Some days I feel like a deflating balloon. All the air is rushing out and I’m just flailing in the air until I’m spent. I’m like that kid at Disneyland who finally has enough…all the sounds, colors, movement and hours of being shuffled from one thing to the next finally take their toll.
This morning I’m paying that toll, holed up in my bedroom just wishing I could slap my hands over my ears and run away screaming.
Or maybe curl into bed and pretend the world doesn’t exist…
But alas, the world continues to spin and I have no choice by to trod along with it. Sigh…
I know I am to blame. I put too much pressure on myself. If I do something I have to do it BIG. Make a book trailer with images and music? Oh no…it has to have live action with good actors, a film crew and a studio. Oh, and while I’m at it I’m also going to film an entire scene from my book and make it a sort of teaser. And since my main character is a singer/songwriter and the book is titled after the lyrics of one of her songs, I should find a songwriter who will put music to my lyrics and record it. Ooh, ooh, we can put it on iTunes and…
Ugh. Nevermind that I don’t have the thousands of dollars to pull any of this off, nor do I have the time.
Which leads me to my next rant…the day job. Don’t get me wrong, I LOVE my day job. Love love love it! Sometimes I just wish there was less of it, or that the hours I devote to it weren’t so mentally draining. I’m already mostly out of air at the end of the day, with little left to give to the other aspects of my life.

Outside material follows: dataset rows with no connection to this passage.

#![cfg_attr(feature = "fail-on-warnings", deny(warnings))]
#![warn(clippy::all, clippy::pedantic, clippy::nursery, clippy::cargo)]
#![allow(clippy::multiple_crate_versions, clippy::cargo_common_metadata)]

//! Shared value types for surplus.
//!
//! These types describe a location once it has been pinned down (a
//! [`Coordinate`], optionally with the [`BoundingBox`] of the feature it was
//! geocoded from) and the address information a reverse geocoder hands back
//! ([`AddressAttributes`]). The geocoding services themselves are external
//! collaborators, described here only through the [`Geocoder`] and
//! [`Reverser`] traits so that the core never depends on a particular
//! provider.

use std::collections::BTreeMap;
use std::fmt;

use strum_macros::{AsRefStr, Display, EnumIter, EnumString};
use thiserror::Error;

/// Detail level used when reverse-geocoding for full shareable text
/// (building level).
pub const DEFAULT_REVERSE_LEVEL: u8 = 18;

/// Detail level used when reverse-geocoding a coordinate into the locality
/// of a shortened Plus Code.
pub const LOCALITY_GEOCODER_LEVEL: u8 = 13;

/// Address information keyed by semantic key (`"road"`, `"postcode"`,
/// `"ISO3166-2-lvl4"`, ...).
///
/// Keys are sparse and region-dependent; a missing key is not an error.
pub type AddressAttributes = BTreeMap<String, String>;

/// Bounds of a geocoded feature, in degrees.
#[derive(Debug, Clone, Copy, PartialEq)]
pub struct BoundingBox {
    /// Southern latitude bound.
    pub lat_lo: f64,
    /// Northern latitude bound.
    pub lat_hi: f64,
    /// Western longitude bound.
    pub lon_lo: f64,
    /// Eastern longitude bound.
    pub lon_hi: f64,
}

impl BoundingBox {
    /// Height of the box in degrees latitude.
    #[must_use]
    pub fn height(&self) -> f64 {
        (self.lat_lo - self.lat_hi).abs()
    }

    /// Width of the box in degrees longitude.
    #[must_use]
    pub fn width(&self) -> f64 {
        (self.lon_lo - self.lon_hi).abs()
    }

    /// Returns `true` if every bound is a finite number.
    #[must_use]
    pub const fn is_finite(&self) -> bool {
        self.lat_lo.is_finite()
            && self.lat_hi.is_finite()
            && self.lon_lo.is_finite()
            && self.lon_hi.is_finite()
    }
}

/// A latitude/longitude pair (WGS84).
///
/// The bounding box is only populated when the coordinate comes out of a
/// forward-geocode lookup; it is what the Plus Code shortener measures the
/// locality against.
#[derive(Debug, Clone, Copy, PartialEq)]
pub struct Coordinate {
    /// Latitude in degrees.
    pub latitude: f64,
    /// Longitude in degrees.
    pub longitude: f64,
    /// Bounds of the feature this coordinate was geocoded from, if any.
    pub bounding_box: Option<BoundingBox>,
}

impl Coordinate {
    /// Creates a coordinate without a bounding box.
    #[must_use]
    pub const fn new(latitude: f64, longitude: f64) -> Self {
        Self {
            latitude,
            longitude,
            bounding_box: None,
        }
    }

    /// Returns a copy of this coordinate carrying `bounding_box`.
    #[must_use]
    pub const fn with_bounding_box(mut self, bounding_box: BoundingBox) -> Self {
        self.bounding_box = Some(bounding_box);
        self
    }
}

/// Renders as `"<latitude>, <longitude>"`.
///
/// Whole-degree values keep their trailing `.0` (`"1.0, 103.0"`).
impl fmt::Display for Coordinate {
    fn fmt(&self, f: &mut fmt::Formatter<'_>) -> fmt::Result {
        write!(f, "{:?}, {:?}", self.latitude, self.longitude)
    }
}

/// What a query should be converted into.
#[derive(
    Debug,
    Clone,
    Copy,
    Default,
    PartialEq,
    Eq,
    Hash,
    Display,
    EnumString,
    EnumIter,
    AsRefStr,
)]
#[strum(serialize_all = "lowercase")]
pub enum ConversionResultType {
    /// A full-length Plus Code, e.g. `6PH58QMF+FX`.
    PlusCode,
    /// A shortened Plus Code with a locality, e.g. `8QMF+FX Singapore`.
    LocalCode,
    /// A `"<latitude>, <longitude>"` pair.
    Latlong,
    /// Multi-line shareable address text.
    #[default]
    #[strum(serialize = "sharetext")]
    ShareableText,
}

/// Errors raised by geocoding collaborators.
#[derive(Debug, Clone, PartialEq, Eq, Error)]
pub enum GeocodeError {
    /// The service found nothing for the given input.
    #[error("No suitable location could be geolocated from '{query}'")]
    NoSuitableLocation {
        /// The place name or coordinate text that was looked up.
        query: String,
    },

    /// The HTTP request failed (after any retries).
    #[error("HTTP error: {message}")]
    Http {
        /// Description of the transport failure.
        message: String,
    },

    /// The service responded with something that could not be understood.
    #[error("Parse error: {message}")]
    Parse {
        /// Description of the parsing failure.
        message: String,
    },

    /// Rate limit exceeded (after any retries).
    #[error("Rate limit exceeded")]
    RateLimited,
}

/// Forward geocoder: place name to coordinate.
///
/// Implementations used for Plus Code shortening **must** populate
/// [`Coordinate::bounding_box`]. Implementations should cache identical
/// lookups and apply their own rate limiting and retries; the caller treats
/// any returned error as final.
pub trait Geocoder {
    /// Looks up `place`.
    ///
    /// # Errors
    ///
    /// Returns [`GeocodeError::NoSuitableLocation`] if nothing matches, or
    /// another [`GeocodeError`] if the service could not be reached.
    fn geocode(&self, place: &str) -> Result<Coordinate, GeocodeError>;
}

/// Reverse geocoder: coordinate to address attributes.
///
/// `level` is the level of detail, 0 (country) to 18 (building). The
/// returned attributes should include a key starting with `ISO3166`
/// (case-insensitive) holding the ISO 3166-2 subdivision code.
pub trait Reverser {
    /// Reverses `coordinate` at the given detail `level`.
    ///
    /// # Errors
    ///
    /// Returns [`GeocodeError::NoSuitableLocation`] if nothing reverses, or
    /// another [`GeocodeError`] if the service could not be reached.
    fn reverse(&self, coordinate: &Coordinate, level: u8)
    -> Result<AddressAttributes, GeocodeError>;
}

impl<F> Geocoder for F
where
    F: Fn(&str) -> Result<Coordinate, GeocodeError>,
{
    fn geocode(&self, place: &str) -> Result<Coordinate, GeocodeError> {
        self(place)
    }
}

impl<F> Reverser for F
where
    F: Fn(&Coordinate, u8) -> Result<AddressAttributes, GeocodeError>,
{
    fn reverse(
        &self,
        coordinate: &Coordinate,
        level: u8,
    ) -> Result<AddressAttributes, GeocodeError> {
        self(coordinate, level)
    }
}

#[cfg(test)]
mod tests {
    use std::str::FromStr as _;

    use strum::IntoEnumIterator as _;

    use super::*;

    #[test]
    fn coordinate_display_keeps_decimal_point() {
        assert_eq!(Coordinate::new(1.3521, 103.8198).to_string(), "1.3521, 103.8198");
        assert_eq!(Coordinate::new(1.0, -103.0).to_string(), "1.0, -103.0");
    }

    #[test]
    fn bounding_box_dimensions_ignore_bound_order() {
        let bbox = BoundingBox {
            lat_lo: 1.5,
            lat_hi: 1.2,
            lon_lo: 103.6,
            lon_hi: 104.1,
        };
        assert!((bbox.height() - 0.3).abs() < 1e-9);
        assert!((bbox.width() - 0.5).abs() < 1e-9);
        assert!(bbox.is_finite());
    }

    #[test]
    fn bounding_box_rejects_non_finite_bounds() {
        let bbox = BoundingBox {
            lat_lo: f64::NAN,
            lat_hi: 1.2,
            lon_lo: 103.6,
            lon_hi: 104.1,
        };
        assert!(!bbox.is_finite());
    }

    #[test]
    fn conversion_result_type_round_trips_cli_names() {
        let names: Vec<String> = ConversionResultType::iter()
            .map(|t| t.to_string())
            .collect();
        assert_eq!(names, ["pluscode", "localcode", "latlong", "sharetext"]);

        for name in &names {
            let parsed = ConversionResultType::from_str(name).unwrap();
            assert_eq!(parsed.as_ref(), name);
        }
    }

    #[test]
    fn default_conversion_is_shareable_text() {
        assert_eq!(
            ConversionResultType::default(),
            ConversionResultType::ShareableText
        );
    }

    #[test]
    fn closures_act_as_collaborators() {
        let geocoder = |place: &str| -> Result<Coordinate, GeocodeError> {
            if place == "Singapore" {
                Ok(Coordinate::new(1.29, 103.85))
            } else {
                Err(GeocodeError::NoSuitableLocation {
                    query: place.to_string(),
                })
            }
        };

        assert_eq!(
            geocoder.geocode("Singapore").unwrap(),
            Coordinate::new(1.29, 103.85)
        );
        assert_eq!(
            geocoder.geocode("Atlantis").unwrap_err().to_string(),
            "No suitable location could be geolocated from 'Atlantis'"
        );
    }
}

I suppose it’s all about balance, and learning how to compromise.
The thing is, I don’t want to compromise on my creative vision. I have this exciting vision for the marketing plan for my novel, but I can’t pull it off because of logistics. Logistics. What a practical, ugly word. I don’t want my art to be practical.

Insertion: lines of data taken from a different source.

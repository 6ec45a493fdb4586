//! Nominatim / OpenStreetMap geocoder client.
//!
//! The public instance allows **1 request per second** at most; calls are
//! spaced by the service's `rate_limit_ms` and repeated lookups are served
//! from LRU caches.
//!
//! See <https://nominatim.org/release-docs/develop/api/Search/> and
//! <https://nominatim.org/release-docs/develop/api/Reverse/>.

use std::num::NonZeroUsize;
use std::sync::{Mutex, MutexGuard, PoisonError};
use std::time::{Duration, Instant};

use lru::LruCache;
use surplus_models::{AddressAttributes, BoundingBox, Coordinate, GeocodeError, Geocoder, Reverser};

use crate::retry::{self, RetryPolicy};
use crate::service_registry::GeocodingService;

/// Blocking Nominatim client implementing [`Geocoder`] and [`Reverser`].
pub struct NominatimGeocoder {
    client: reqwest::blocking::Client,
    base_url: String,
    rate_limit: Duration,
    policy: RetryPolicy,
    last_request: Mutex<Option<Instant>>,
    search_cache: Mutex<LruCache<String, Coordinate>>,
    reverse_cache: Mutex<LruCache<(String, u8), AddressAttributes>>,
}

impl std::fmt::Debug for NominatimGeocoder {
    fn fmt(&self, f: &mut std::fmt::Formatter<'_>) -> std::fmt::Result {
        f.debug_struct("NominatimGeocoder")
            .field("base_url", &self.base_url)
            .field("rate_limit", &self.rate_limit)
            .field("policy", &self.policy)
            .finish_non_exhaustive()
    }
}

impl NominatimGeocoder {
    /// Creates a client for `service`, identifying as `user_agent`.
    ///
    /// # Errors
    ///
    /// Returns [`GeocodeError::Http`] if the HTTP client cannot be built.
    pub fn new(service: &GeocodingService, user_agent: &str) -> Result<Self, GeocodeError> {
        let client = reqwest::blocking::Client::builder()
            .user_agent(user_agent)
            .timeout(service.timeout())
            .build()
            .map_err(|e| GeocodeError::Http {
                message: format!("failed to build HTTP client: {e}"),
            })?;

        let capacity = NonZeroUsize::new(service.cache_capacity).unwrap_or(NonZeroUsize::MIN);

        log::debug!(
            "nominatim: base url {}, user agent {user_agent:?}",
            service.base_url
        );

        Ok(Self {
            client,
            base_url: service.base_url.trim_end_matches('/').to_string(),
            rate_limit: service.rate_limit(),
            policy: RetryPolicy::new(service.max_retries, service.retry_wait()),
            last_request: Mutex::new(None),
            search_cache: Mutex::new(LruCache::new(capacity)),
            reverse_cache: Mutex::new(LruCache::new(capacity)),
        })
    }

    /// Sleeps until `rate_limit` has passed since the previous request.
    fn throttle(&self) {
        let mut last = lock(&self.last_request);
        let remaining = last.and_then(|at| self.rate_limit.checked_sub(at.elapsed()));
        if let Some(remaining) = remaining {
            log::debug!("nominatim: waiting {remaining:?} before next request");
            std::thread::sleep(remaining);
        }
        *last = Some(Instant::now());
    }

    fn search(&self, place: &str) -> Result<Coordinate, GeocodeError> {
        if let Some(hit) = lock(&self.search_cache).get(place) {
            log::debug!("nominatim: search cache hit for {place:?}");
            return Ok(*hit);
        }

        let url = format!("{}/search", self.base_url);
        self.throttle();
        let body = retry::send_json(
            || {
                self.client
                    .get(&url)
                    .query(&[("q", place), ("format", "jsonv2"), ("limit", "1")])
            },
            &self.policy,
        )?;

        let coordinate = parse_search_response(&body, place)?;
        lock(&self.search_cache).put(place.to_string(), coordinate);
        Ok(coordinate)
    }

    fn reverse_lookup(
        &self,
        coordinate: &Coordinate,
        level: u8,
    ) -> Result<AddressAttributes, GeocodeError> {
        let key = (coordinate.to_string(), level);
        if let Some(hit) = lock(&self.reverse_cache).get(&key) {
            log::debug!("nominatim: reverse cache hit for {} @ {level}", key.0);
            return Ok(hit.clone());
        }

        let url = format!("{}/reverse", self.base_url);
        let lat = coordinate.latitude.to_string();
        let lon = coordinate.longitude.to_string();
        let zoom = level.to_string();

        self.throttle();
        let body = retry::send_json(
            || {
                self.client.get(&url).query(&[
                    ("lat", lat.as_str()),
                    ("lon", lon.as_str()),
                    ("zoom", zoom.as_str()),
                    ("format", "jsonv2"),
                    ("addressdetails", "1"),
                ])
            },
            &self.policy,
        )?;

        let attributes = parse_reverse_response(&body, coordinate)?;
        lock(&self.reverse_cache).put(key, attributes.clone());
        Ok(attributes)
    }
}

impl Geocoder for NominatimGeocoder {
    fn geocode(&self, place: &str) -> Result<Coordinate, GeocodeError> {
        self.search(place)
    }
}

impl Reverser for NominatimGeocoder {
    fn reverse(&self, coordinate: &Coordinate, level: u8) -> Result<AddressAttributes, GeocodeError> {
        self.reverse_lookup(coordinate, level)
    }
}

/// Locks `mutex`, ignoring poisoning.
fn lock<T>(mutex: &Mutex<T>) -> MutexGuard<'_, T> {
    mutex.lock().unwrap_or_else(PoisonError::into_inner)
}

fn parse_degrees(value: &serde_json::Value) -> Option<f64> {
    match value {
        serde_json::Value::String(s) => s.trim().parse().ok(),
        serde_json::Value::Number(n) => n.as_f64(),
        _ => None,
    }
}

/// Parses `boundingbox` (`[lat_lo, lat_hi, lon_lo, lon_hi]`). Anything but
/// four numbers yields `None`.
fn parse_bounding_box(value: &serde_json::Value) -> Option<BoundingBox> {
    let bounds = value.as_array()?;
    let [lat_lo, lat_hi, lon_lo, lon_hi] = bounds.as_slice() else {
        return None;
    };

    Some(BoundingBox {
        lat_lo: parse_degrees(lat_lo)?,
        lat_hi: parse_degrees(lat_hi)?,
        lon_lo: parse_degrees(lon_lo)?,
        lon_hi: parse_degrees(lon_hi)?,
    })
}

/// Parses a `/search` response for `place`.
///
/// # Errors
///
/// * [`GeocodeError::Parse`] if the body is not an array or the first hit
///   has no usable `lat`/`lon`
/// * [`GeocodeError::NoSuitableLocation`] if there are no hits
pub fn parse_search_response(
    body: &serde_json::Value,
    place: &str,
) -> Result<Coordinate, GeocodeError> {
    let results = body.as_array().ok_or_else(|| GeocodeError::Parse {
        message: "Nominatim search response is not an array".to_string(),
    })?;

    let Some(first) = results.first() else {
        return Err(GeocodeError::NoSuitableLocation {
            query: place.to_string(),
        });
    };

    let lat = parse_degrees(&first["lat"]).ok_or_else(|| GeocodeError::Parse {
        message: "Missing lat in Nominatim response".to_string(),
    })?;

    let lon = parse_degrees(&first["lon"]).ok_or_else(|| GeocodeError::Parse {
        message: "Missing lon in Nominatim response".to_string(),
    })?;

    let coordinate = Coordinate::new(lat, lon);

    Ok(match parse_bounding_box(&first["boundingbox"]) {
        Some(bounds) => coordinate.with_bounding_box(bounds),
        None => coordinate,
    })
}

/// Parses a `/reverse` response for `coordinate` into address attributes.
///
/// # Errors
///
/// Returns [`GeocodeError::NoSuitableLocation`] if Nominatim reports an
/// error or the response has no `address` object.
pub fn parse_reverse_response(
    body: &serde_json::Value,
    coordinate: &Coordinate,
) -> Result<AddressAttributes, GeocodeError> {
    let no_location = || GeocodeError::NoSuitableLocation {
        query: coordinate.to_string(),
    };

    if let Some(error) = body.get("error") {
        log::debug!("nominatim: reverse error {error}");
        return Err(no_location());
    }

    let address = body
        .get("address")
        .and_then(serde_json::Value::as_object)
        .ok_or_else(no_location)?;

    let mut attributes: AddressAttributes = address
        .iter()
        .map(|(key, value)| {
            let value = match value {
                serde_json::Value::String(s) => s.clone(),
                other => other.to_string(),
            };
            (key.clone(), value)
        })
        .collect();

    attributes.insert("latitude".to_string(), coordinate.latitude.to_string());
    attributes.insert("longitude".to_string(), coordinate.longitude.to_string());

    Ok(attributes)
}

So here I am, stuck with all this creative stuff swirling in my head and I have no way to see it to fruition. Essentially, I’m the cause of my own sensory overload. That’s why I write…just to get it OUT of my head. Now my creative juices are flowing into other areas, but it’s like the dead sea, just pooling there with nowhere to go.
I mean, really…am I seriously thinking of becoming a video producer? Song writer?
It’s one thing to be a dreamer, but it’s another thing entirely to get obsessed over dreams that are so utterly unrealistic.
I never want to stop dreaming. I’m glad I dream big. I just wish I was better at recognizing when my dreams are too big, and that I was more accepting of settling for something less.
Then again, no amount of greatness ever began because someone settled and I still refuse to believe my dreams won’t come true because of lack of finances or because I don’t have an acceptable social media “following.” My God is bigger that all of that.
This morning in my prayer/meditation time God directed me to Mark 6:8-9:
“He instructed them that they should take nothing for their journey, except a mere staff—no bread, no bag, no money in their belt— but to wear sandals; and He added, ‘Do not put on two tunics’.”
God wanted his disciples to be able to move without the hindrances of baggage, and to fulfill their mission trusting in the Lord to provide. This passage goes on to encourage the disciples to accept food and housing, for they are laborers and worthy of this payment.
So I am encouraged, even as I lay here with the air deflated, because I know that God will provide according to His will and that as long as I am stepping forward in faith I will be worthy of my payment, whatever that may be.
I might not be able to get these dreams out of my head right now, but I still give them to the One who can make them a reality. And as I start my day with spreadsheets and PowerPoint slides, I know He is working on my behalf. And what will be, will be.